Your objective:
Quote the records below word for word, please, from the very first line through the one that contains "assert_eq!(participant.hire_date, Some(date(2019, 2, 1)));", and nothing beyond it.

** Data provided follows **

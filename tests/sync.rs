//! Directory sync job tests: batched pre-fetch, new/existing accounting,
//! skip handling and idempotence.

mod common;

use std::sync::Arc;

use proptest::prelude::*;

use contribution_engine::config::{PipelineConfig, StageKind};
use contribution_engine::error::{EngineError, ErrorClass};
use contribution_engine::pipeline::{JobKind, JobStatus};
use contribution_engine::stages::sync::DirectoryCache;

use common::*;

fn sync_config(chunk_size: usize, prefetch_batch_size: usize) -> PipelineConfig {
    let mut config = PipelineConfig::default();
    config.stage_mut(StageKind::Sync).chunk_size = chunk_size;
    config.prefetch_batch_size = prefetch_batch_size;
    config
}

// =============================================================================
// SECTION 1: Job outcomes
// =============================================================================

#[tokio::test]
async fn test_sync_creates_participants_from_directory() {
    let h = harness().directory(FakeDirectory::with_employees(5)).build().await;

    let job = h.orchestrator.launch_sync(TENANT).await.unwrap();

    assert_eq!(job.job, JobKind::DirectorySync);
    assert_eq!(job.status, JobStatus::Completed);
    assert!(job.period.is_none());
    assert_eq!(
        job.summary().message,
        "Successfully synced employees. Processed: 5, New: 5, Existing: 0, Failed: 0"
    );

    let participant = h.participants.get(TENANT, "emp_001").unwrap();
    assert_eq!(participant.date_of_birth, Some(date(1985, 6, 15)));
    assert_eq!(participant.hire_date, Some(date(2019, 2, 1)));
    assert_eq!(participant.annual_compensation, dec("72000.00"));
    assert_eq!(participant.first_name.as_deref(), Some("Ada"));
    // The individual has no last name, so the listing's is used.
    assert_eq!(participant.last_name.as_deref(), Some("EMP_001"));
    assert!(participant.is_active);
}

#[tokio::test]
async fn test_missing_employment_is_skipped_and_counted_failed() {
    let h = harness()
        .directory(FakeDirectory::with_employees(5).without_employment("emp_003"))
        .build()
        .await;

    let job = h.orchestrator.launch_sync(TENANT).await.unwrap();

    assert_eq!(job.status, JobStatus::Completed);
    let summary = job.summary();
    assert_eq!(
        summary.message,
        "Successfully synced employees. Processed: 5, New: 4, Existing: 0, Failed: 1"
    );
    assert_eq!(
        summary.failures,
        vec!["sync item 3: Data not found: no employment data for employee emp_003"]
    );
    assert!(h.participants.get(TENANT, "emp_003").is_none());
    assert_eq!(h.participants.len(), 4);
}

#[tokio::test]
async fn test_malformed_date_is_skipped_as_mapping_error() {
    let h = harness()
        .directory(FakeDirectory::with_employees(3).with_dob("emp_002", "15/06/1985"))
        .build()
        .await;

    let job = h.orchestrator.launch_sync(TENANT).await.unwrap();

    assert_eq!(job.status, JobStatus::Completed);
    let sync = job.stage(StageKind::Sync).unwrap();
    assert_eq!(sync.stats.skip_count, 1);
    assert_eq!(sync.stats.failures[0].class, ErrorClass::Mapping);
    assert!(sync.stats.failures[0].message.contains("invalid dob '15/06/1985'"));
    assert_eq!(h.participants.len(), 2);
}

#[tokio::test]
async fn test_listing_failure_fails_the_job() {
    let h = harness().directory(FakeDirectory::failing_listing()).build().await;

    let job = h.orchestrator.launch_sync(TENANT).await.unwrap();

    assert_eq!(job.status, JobStatus::Failed);
    match &job.failure {
        Some(EngineError::StageFailed { stage, cause }) => {
            assert_eq!(stage, "sync");
            assert_eq!(cause.class(), ErrorClass::ExternalApi);
        }
        other => panic!("Expected StageFailed, got {other:?}"),
    }
    assert!(job.summary().message.starts_with("directory-sync job failed:"));
    assert!(h.participants.is_empty());
}

#[tokio::test]
async fn test_empty_directory_completes_with_zero_counts() {
    let h = harness().build().await;

    let job = h.orchestrator.launch_sync(TENANT).await.unwrap();

    assert_eq!(job.status, JobStatus::Completed);
    assert_eq!(
        job.summary().message,
        "Successfully synced employees. Processed: 0, New: 0, Existing: 0, Failed: 0"
    );
    assert_eq!(h.directory.individual_call_count(), 0);
}

// =============================================================================
// SECTION 2: New vs existing
// =============================================================================

#[tokio::test]
async fn test_new_plus_existing_equals_items_written() {
    let mut seeded: Vec<_> = (1..=3).map(|n| create_test_participant(&employee_id(n))).collect();
    seeded[0].annual_compensation = dec("1.00");
    let h = harness()
        .participants(seeded)
        .directory(FakeDirectory::with_employees(10))
        .config(sync_config(4, 100))
        .build()
        .await;

    let job = h.orchestrator.launch_sync(TENANT).await.unwrap();

    let sync = job.stage(StageKind::Sync).unwrap();
    assert_eq!(sync.stats.read_count, 10);
    assert_eq!(sync.stats.new_count, 7);
    assert_eq!(sync.stats.existing_count, 3);
    assert_eq!(sync.stats.new_count + sync.stats.existing_count, 10);
    assert_eq!(sync.stats.commit_count, 3);
    // Existing participants are left untouched.
    assert_eq!(
        h.participants.get(TENANT, "emp_001").unwrap().annual_compensation,
        dec("1.00")
    );
    assert_eq!(h.participants.len(), 10);
}

#[tokio::test]
async fn test_second_sync_reports_everything_existing() {
    let h = harness()
        .directory(FakeDirectory::with_employees(6).without_employment("emp_006"))
        .build()
        .await;

    let first = h.orchestrator.launch_sync(TENANT).await.unwrap();
    let after_first = h.participants.all(TENANT);
    let second = h.orchestrator.launch_sync(TENANT).await.unwrap();

    assert_eq!(first.summary().new, 5);
    assert_eq!(
        second.summary().message,
        "Successfully synced employees. Processed: 6, New: 0, Existing: 5, Failed: 1"
    );
    assert_eq!(h.participants.all(TENANT), after_first);
    assert_eq!(h.orchestrator.jobs().len(), 2);
}

#[tokio::test]
async fn test_duplicate_listing_rows_count_as_existing() {
    let h = harness()
        .directory(FakeDirectory::with_employees(3).listed_twice("emp_002"))
        .build()
        .await;

    let job = h.orchestrator.launch_sync(TENANT).await.unwrap();

    let summary = job.summary();
    assert_eq!(summary.read, 4);
    assert_eq!(summary.new, 3);
    assert_eq!(summary.existing, 1);
    // Ids are de-duplicated before the batched lookups.
    assert_eq!(h.directory.requested_ids.lock().len(), 3);
}

// =============================================================================
// SECTION 3: Batched pre-fetch
// =============================================================================

#[tokio::test]
async fn test_prefetch_batches_lookups() {
    let h = harness()
        .directory(FakeDirectory::with_employees(20))
        .config(sync_config(5, 7))
        .build()
        .await;

    let job = h.orchestrator.launch_sync(TENANT).await.unwrap();

    assert_eq!(job.status, JobStatus::Completed);
    assert_eq!(h.directory.list_call_count(), 1);
    assert_eq!(h.directory.individual_call_count(), 3);
    assert_eq!(h.directory.employment_call_count(), 3);
    assert_eq!(h.participants.len(), 20);
}

#[tokio::test]
async fn test_cache_flush_drops_details() {
    let directory = Arc::new(FakeDirectory::with_employees(4));
    let cache = DirectoryCache::new(directory.clone(), TENANT, 3);

    cache.prefetch().await.unwrap();
    cache.prefetch().await.unwrap();
    assert_eq!(cache.cached_counts(), (4, 4));
    assert_eq!(directory.individual_call_count(), 2);

    cache.flush();
    assert_eq!(cache.cached_counts(), (0, 0));
    assert!(cache.individual("emp_001").is_none());
}

fn expected_calls(ids: usize, batch: usize) -> usize {
    ids.div_ceil(batch)
}

proptest! {
    #![proptest_config(ProptestConfig::with_cases(64))]

    #[test]
    fn prop_prefetch_issues_one_call_per_batch(ids in 0usize..120, batch in 1usize..25) {
        let runtime = tokio::runtime::Builder::new_current_thread()
            .enable_all()
            .build()
            .unwrap();
        let directory = Arc::new(FakeDirectory::with_employees(ids));
        let cache = DirectoryCache::new(directory.clone(), TENANT, batch);

        runtime.block_on(async {
            cache.prefetch().await.unwrap();
            cache.prefetch().await.unwrap();
        });

        prop_assert_eq!(directory.individual_call_count(), expected_calls(ids, batch));
        prop_assert_eq!(directory.employment_call_count(), expected_calls(ids, batch));
        prop_assert_eq!(directory.list_call_count(), 1);
        prop_assert_eq!(cache.cached_counts(), (ids, ids));
    }
}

** End of Data provided **

Exercise output:
filename tests/sync.rs
//! Directory sync job tests: batched pre-fetch, new/existing accounting,
//! skip handling and idempotence.

mod common;

use std::sync::Arc;

use proptest::prelude::*;

use contribution_engine::config::{PipelineConfig, StageKind};
use contribution_engine::error::{EngineError, ErrorClass};
use contribution_engine::pipeline::{JobKind, JobStatus};
use contribution_engine::stages::sync::DirectoryCache;

use common::*;

fn sync_config(chunk_size: usize, prefetch_batch_size: usize) -> PipelineConfig {
    let mut config = PipelineConfig::default();
    config.stage_mut(StageKind::Sync).chunk_size = chunk_size;
    config.prefetch_batch_size = prefetch_batch_size;
    config
}

// =============================================================================
// SECTION 1: Job outcomes
// =============================================================================

#[tokio::test]
async fn test_sync_creates_participants_from_directory() {
    let h = harness().directory(FakeDirectory::with_employees(5)).build().await;

    let job = h.orchestrator.launch_sync(TENANT).await.unwrap();

    assert_eq!(job.job, JobKind::DirectorySync);
    assert_eq!(job.status, JobStatus::Completed);
    assert!(job.period.is_none());
    assert_eq!(
        job.summary().message,
        "Successfully synced employees. Processed: 5, New: 5, Existing: 0, Failed: 0"
    );

    let participant = h.participants.get(TENANT, "emp_001").unwrap();
    assert_eq!(participant.date_of_birth, Some(date(1985, 6, 15)));
    assert_eq!(participant.hire_date, Some(date(2019, 2, 1)));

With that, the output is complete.